Collins’s Shirley Valentine prefigured the new debate about women's health and women who won’t resign themselves to fading into the background.
Originating on Stage to Screen
The story began from Collins performing the main character of a her career in Willy Russell’s 1986 stage play: Shirley Valentine, the longing and surprisingly passionate relatable female protagonist of an escapist comedy about adulthood.
Collins became the star of the West End and Broadway and was then victoriously cast in the highly successful cinematic rendition. This very much followed the similar path from play to movie of actress Julie Walters in Russell’s 1980 theater piece, Educating Rita.
The Narrative of The Film's Heroine
Her character Shirley is a practical wife from Liverpool who is bored with daily routine in her middle age in a tedious, unimaginative nation with boring, unimaginative individuals. So when she receives the possibility at a free holiday in the Mediterranean, she grabs it with both hands and – to the astonishment of the boring British holidaymaker she’s traveled with – stays on once it’s ended to encounter the authentic life outside the vacation spot, which means a wonderfully romantic adventure with the mischievous local, the character Costas, portrayed with an outrageous facial hair and speech by actor Tom Conti.
Cheeky, open Shirley is always speaking directly to viewers to tell us what she’s thinking. It earned loud laughter in movie houses all over the UK when Costas tells her that he loves her stretch marks and she says to viewers: “Don't men talk a lot of rubbish?”
Later Career
Post-Shirley, Pauline Collins continued to have a lively career on the theater and on TV, including parts on Doctor Who, but she was less well served by the film industry where there appeared not to be a writer in the league of Russell who could give her a real starring role.

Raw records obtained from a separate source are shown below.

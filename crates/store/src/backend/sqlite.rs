// Copyright (C) 2026 Fred Clausen
// Use of this source code is governed by an MIT-style
// license that can be found in the LICENSE file or at
// https://opensource.org/licenses/MIT.

//! `SQLite` key-value backend.
//!
//! One `kv_entries` table holds every key. PRAGMA statements are raw SQL
//! because Diesel has no PRAGMA DSL.

use diesel::prelude::*;
use diesel::{Connection, RunQueryDsl, SqliteConnection};
use diesel_migrations::{EmbeddedMigrations, MigrationHarness, embed_migrations};
use std::path::Path;
use std::sync::atomic::{AtomicU64, Ordering};
use time::OffsetDateTime;
use time::format_description::well_known::Rfc3339;
use tracing::{debug, info};

use super::KeyValueStore;
use crate::diesel_schema::kv_entries;
use crate::error::PersistenceError;

/// `SQLite` migrations.
pub const MIGRATIONS: EmbeddedMigrations = embed_migrations!("migrations");

/// Atomic counter for generating unique in-memory database names.
static DB_COUNTER: AtomicU64 = AtomicU64::new(0);

/// A store backed by a `SQLite` database.
pub struct SqliteStore {
    conn: SqliteConnection,
}

impl std::fmt::Debug for SqliteStore {
    fn fmt(&self, f: &mut std::fmt::Formatter<'_>) -> std::fmt::Result {
        f.debug_struct("SqliteStore").finish_non_exhaustive()
    }
}

impl SqliteStore {
    /// Creates a store on a fresh, uniquely named in-memory database.
    ///
    /// # Errors
    ///
    /// Returns an error if the database cannot be initialized.
    pub fn new_in_memory() -> Result<Self, PersistenceError> {
        let db_id = DB_COUNTER.fetch_add(1, Ordering::SeqCst);
        let shared_memory_url = format!("file:doorbook_mem_{db_id}?mode=memory&cache=shared");

        let conn: SqliteConnection = initialize_database(&shared_memory_url)?;
        Ok(Self { conn })
    }

    /// Opens or creates a file-based store.
    ///
    /// # Errors
    ///
    /// Returns an error if the path is not valid UTF-8 or the database
    /// cannot be opened or initialized.
    pub fn new_with_file<P: AsRef<Path>>(path: P) -> Result<Self, PersistenceError> {
        let path_str = path.as_ref().to_str().ok_or_else(|| {
            PersistenceError::InitializationError("Invalid database path".to_string())
        })?;

        let mut conn: SqliteConnection = initialize_database(path_str)?;
        enable_wal_mode(&mut conn)?;

        Ok(Self { conn })
    }
}

/// Connects to `database_url` and runs pending migrations.
///
/// # Errors
///
/// Returns an error if connection or migration fails.
pub fn initialize_database(database_url: &str) -> Result<SqliteConnection, PersistenceError> {
    info!("Initializing SQLite database at: {}", database_url);

    let mut conn: SqliteConnection = SqliteConnection::establish(database_url)?;
    conn.run_pending_migrations(MIGRATIONS)
        .map_err(|e| PersistenceError::MigrationFailed(e.to_string()))?;

    Ok(conn)
}

/// Enables WAL mode for file-based databases.
///
/// # Errors
///
/// Returns an error if the PRAGMA statement fails.
pub fn enable_wal_mode(conn: &mut SqliteConnection) -> Result<(), PersistenceError> {
    diesel::sql_query("PRAGMA journal_mode = WAL")
        .execute(conn)
        .map_err(|e| PersistenceError::QueryFailed(e.to_string()))?;
    Ok(())
}

fn timestamp() -> Result<String, PersistenceError> {
    OffsetDateTime::now_utc()
        .format(&Rfc3339)
        .map_err(|e| PersistenceError::SerializationError(e.to_string()))
}

impl KeyValueStore for SqliteStore {
    fn read(&mut self, key: &str) -> Result<Option<String>, PersistenceError> {
        Ok(kv_entries::table
            .filter(kv_entries::entry_key.eq(key))
            .select(kv_entries::entry_value)
            .first::<String>(&mut self.conn)
            .optional()?)
    }

    fn write(&mut self, key: &str, value: &str) -> Result<(), PersistenceError> {
        let updated_at: String = timestamp()?;
        diesel::replace_into(kv_entries::table)
            .values((
                kv_entries::entry_key.eq(key),
                kv_entries::entry_value.eq(value),
                kv_entries::updated_at.eq(updated_at.as_str()),
            ))
            .execute(&mut self.conn)?;
        debug!(key, bytes = value.len(), "Wrote store entry");
        Ok(())
    }

    fn delete(&mut self, key: &str) -> Result<bool, PersistenceError> {
        let removed: usize =
            diesel::delete(kv_entries::table.filter(kv_entries::entry_key.eq(key)))
                .execute(&mut self.conn)?;
        Ok(removed > 0)
    }

    fn keys(&mut self) -> Result<Vec<String>, PersistenceError> {
        Ok(kv_entries::table
            .select(kv_entries::entry_key)
            .order(kv_entries::entry_key.asc())
            .load::<String>(&mut self.conn)?)
    }
}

She appeared in Roland Joffé’s passable located in Kolkata film, City of Joy, in 1992 and played the lead as a UK evangelist and captive in wartime Japan in filmmaker Bruce Beresford's Paradise Road in 1997. In filmmaker Rodrigo García's trans drama, the film from 2011 the Albert Nobbs film, Collins came back, in a manner, to the Upstairs, Downstairs environment in which she played a downstairs maid.
However, she discovered herself repeatedly cast in dismissive and cloying elderly entertainments about seniors, which were unfitting for her skills, such as nursing home stories like Mrs Caldicot’s Cabbage War and Quartet, as well as ropey located in France film The Time of Their Lives with Joan Collins.
A Small Comeback in Comedy
Director Woody Allen offered her a real comedy role (though a minor role) in his You Will Meet a Tall Dark Stranger, in which she played the shady clairvoyant alluded to by the film's name.
But in the movies, Shirley Valentine gave her a extraordinary moment in the sun.